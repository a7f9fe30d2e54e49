/// Composable filter over planets (Specification Pattern)
///
/// Each criterion is optional and an absent one matches everything, so
/// `PlanetSpecification::by_name(None).and(PlanetSpecification::by_id(None))`
/// is the unfiltered listing. Criteria are combined with logical AND; the
/// same kind of criterion may appear more than once and all of them must hold.
use super::entities::planet::Planet;

#[derive(Debug, Clone, Default, PartialEq, Eq)]
pub struct PlanetSpecification {
    ids: Vec<i64>,
    name_fragments: Vec<String>,
}

impl PlanetSpecification {
    /// Matches every planet
    pub fn all() -> Self {
        Self::default()
    }

    /// Exact identifier match; `None` is a no-op
    pub fn by_id(id: Option<i64>) -> Self {
        Self {
            ids: id.into_iter().collect(),
            ..Self::default()
        }
    }

    /// Case-insensitive substring match on the name; `None` is a no-op
    pub fn by_name<S: Into<String>>(fragment: Option<S>) -> Self {
        Self {
            name_fragments: fragment.map(Into::into).into_iter().collect(),
            ..Self::default()
        }
    }

    /// Conjunction of both specifications
    pub fn and(mut self, other: PlanetSpecification) -> Self {
        self.ids.extend(other.ids);
        self.name_fragments.extend(other.name_fragments);
        self
    }

    pub fn is_unfiltered(&self) -> bool {
        self.ids.is_empty() && self.name_fragments.is_empty()
    }

    pub fn ids(&self) -> &[i64] {
        &self.ids
    }

    pub fn name_fragments(&self) -> &[String] {
        &self.name_fragments
    }

    /// Evaluate against a planet held in memory
    pub fn matches(&self, planet: &Planet) -> bool {
        let name = planet.name.to_lowercase();

        self.ids.iter().all(|id| planet.id == *id)
            && self
                .name_fragments
                .iter()
                .all(|fragment| name.contains(&fragment.to_lowercase()))
    }
}

/// `ILIKE` pattern for a name fragment with LIKE wildcards escaped
pub fn like_pattern(fragment: &str) -> String {
    let mut escaped = String::with_capacity(fragment.len() + 2);
    escaped.push('%');
    for c in fragment.chars() {
        if matches!(c, '%' | '_' | '\\') {
            escaped.push('\\');
        }
        escaped.push(c);
    }
    escaped.push('%');
    escaped
}

#[cfg(test)]
mod tests {
    use super::*;

    fn planet(id: i64, name: &str) -> Planet {
        Planet {
            id,
            name: name.to_string(),
            climate: "temperate".to_string(),
            terrain: "grasslands".to_string(),
            appearances: 0,
        }
    }

    #[test]
    fn absent_criteria_match_everything() {
        let spec = PlanetSpecification::by_name(None::<String>).and(PlanetSpecification::by_id(None));

        assert!(spec.is_unfiltered());
        assert!(spec.matches(&planet(1, "Tatooine")));
        assert_eq!(spec, PlanetSpecification::all());
    }

    #[test]
    fn name_fragment_is_case_insensitive_substring() {
        let spec = PlanetSpecification::by_name(Some("TATOO"));

        assert!(spec.matches(&planet(1, "Tatooine")));
        assert!(!spec.matches(&planet(2, "Alderaan")));
    }

    #[test]
    fn id_is_exact() {
        let spec = PlanetSpecification::by_id(Some(2));

        assert!(spec.matches(&planet(2, "Hoth")));
        assert!(!spec.matches(&planet(20, "Hoth")));
    }

    #[test]
    fn criteria_combine_with_and_in_any_order() {
        let tatooine = planet(1, "Tatooine");
        let by_name_first = PlanetSpecification::by_name(Some("tat")).and(PlanetSpecification::by_id(Some(1)));
        let by_id_first = PlanetSpecification::by_id(Some(1)).and(PlanetSpecification::by_name(Some("tat")));

        assert!(by_name_first.matches(&tatooine));
        assert!(by_id_first.matches(&tatooine));

        let mismatched = PlanetSpecification::by_name(Some("tat")).and(PlanetSpecification::by_id(Some(2)));
        assert!(!mismatched.matches(&tatooine));
    }

    #[test]
    fn repeated_fragments_must_all_hold() {
        let spec = PlanetSpecification::by_name(Some("ta")).and(PlanetSpecification::by_name(Some("ine")));

        assert!(spec.matches(&planet(1, "Tatooine")));
        assert!(!spec.matches(&planet(3, "Taris")));
    }

    #[test]
    fn like_pattern_escapes_wildcards() {
        assert_eq!(like_pattern("tat"), "%tat%");
        assert_eq!(like_pattern("50%_off\\"), "%50\\%\\_off\\\\%");
    }
}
--- --- ---
WHAT YOU WILL DO: Return each line of the data above that includes the word "other".

WORKED SOLUTION:
    pub fn and(mut self, other: PlanetSpecification) -> Self {
        self.ids.extend(other.ids);
        self.name_fragments.extend(other.name_fragments);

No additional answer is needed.